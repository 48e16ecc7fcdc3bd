//! Query intent classifier (C6, spec §4.6). A pure function over keyword/
//! regex matching and the gazetteer — deterministic by construction, no
//! network or LLM call.

use once_cell::sync::Lazy;
use regex::Regex;

use crate::models::{EntityBag, Intent, Parameter};
use crate::query::gazetteer::Gazetteer;

static FLOAT_ID_RE: Lazy<Regex> = Lazy::new(|| Regex::new(r"\bfloat\s+(?:id\s+)?(\d{5,8})\b").unwrap());
static BARE_FLOAT_ID_RE: Lazy<Regex> = Lazy::new(|| Regex::new(r"\b(\d{7})\b").unwrap());

const SEMANTIC_PHRASES: &[&str] =
    &["pattern", "similar to", "like the", "anomal", "unusual", "resembl"];

pub fn classify(query: &str, gazetteer: &Gazetteer) -> (Intent, EntityBag) {
    let lower = query.to_lowercase();
    let mut entities = EntityBag { raw_query: query.to_string(), ..Default::default() };

    entities.regions = gazetteer.find_in_text(&lower);
    entities.parameters = extract_parameters(&lower);
    entities.float_ids = extract_float_ids(&lower);

    let is_informational = is_informational_query(&lower);
    let is_semantic = SEMANTIC_PHRASES.iter().any(|p| lower.contains(p));
    let has_region = !entities.regions.is_empty();
    let has_float = !entities.float_ids.is_empty();
    let has_parameter = !entities.parameters.is_empty();

    let intent = if is_informational && !has_region && !has_float {
        Intent::Informational
    } else if is_semantic && (has_region || has_parameter) {
        Intent::Hybrid
    } else if is_semantic {
        Intent::Semantic
    } else if has_float {
        Intent::FloatLookup
    } else if has_region && has_parameter {
        Intent::Spatial
    } else if has_region {
        Intent::Spatial
    } else if has_parameter {
        Intent::ParameterProfile
    } else {
        Intent::Informational
    };

    (intent, entities)
}

fn is_informational_query(lower: &str) -> bool {
    const INFORMATIONAL_STARTERS: &[&str] =
        &["what is", "what are", "explain", "tell me about", "how does", "how do"];
    INFORMATIONAL_STARTERS.iter().any(|s| lower.starts_with(s) || lower.contains(s))
}

fn extract_parameters(lower: &str) -> Vec<Parameter> {
    let mut params = Vec::new();
    if lower.contains("temperature") {
        params.push(Parameter::Temperature);
    }
    if lower.contains("salinity") {
        params.push(Parameter::Salinity);
    }
    if lower.contains("pressure") {
        params.push(Parameter::Pressure);
    }
    params
}

fn extract_float_ids(lower: &str) -> Vec<String> {
    if let Some(cap) = FLOAT_ID_RE.captures(lower) {
        return vec![cap[1].to_string()];
    }
    if let Some(cap) = BARE_FLOAT_ID_RE.captures(lower) {
        return vec![cap[1].to_string()];
    }
    Vec::new()
}

#[cfg(test)]
mod tests {
    use super::*;

    #[test]
    fn informational_query_has_no_entities() {
        let gazetteer = Gazetteer::default();
        let (intent, entities) = classify("What are Argo floats?", &gazetteer);
        assert_eq!(intent, Intent::Informational);
        assert!(entities.regions.is_empty());
        assert_eq!(entities.raw_query, "What are Argo floats?");
    }

    #[test]
    fn spatial_query_extracts_region_and_parameter() {
        let gazetteer = Gazetteer::default();
        let (intent, entities) = classify("Show me temperature in the Arabian Sea", &gazetteer);
        assert_eq!(intent, Intent::Spatial);
        assert_eq!(entities.regions, vec!["arabian sea"]);
        assert_eq!(entities.parameters, vec![Parameter::Temperature]);
    }

    #[test]
    fn float_lookup_extracts_float_id() {
        let gazetteer = Gazetteer::default();
        let (intent, entities) = classify("Get data from float 1902482", &gazetteer);
        assert_eq!(intent, Intent::FloatLookup);
        assert_eq!(entities.float_ids, vec!["1902482"]);
    }

    #[test]
    fn semantic_query_has_no_sql_route() {
        let gazetteer = Gazetteer::default();
        let (intent, _) = classify("Find unusual deep-water temperature patterns", &gazetteer);
        assert_eq!(intent, Intent::Semantic);
        assert!(!intent.is_sql_only());
    }

    #[test]
    fn classification_is_deterministic() {
        let gazetteer = Gazetteer::default();
        let (intent1, _) = classify("Show me temperature in the Arabian Sea", &gazetteer);
        let (intent2, _) = classify("Show me temperature in the Arabian Sea", &gazetteer);
        assert_eq!(intent1, intent2);
    }
}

Problem ▸ Out of the records above, pick each line that contains the string "FloatLookup".

Exercise solution ▸
        Intent::FloatLookup
        assert_eq!(intent, Intent::FloatLookup);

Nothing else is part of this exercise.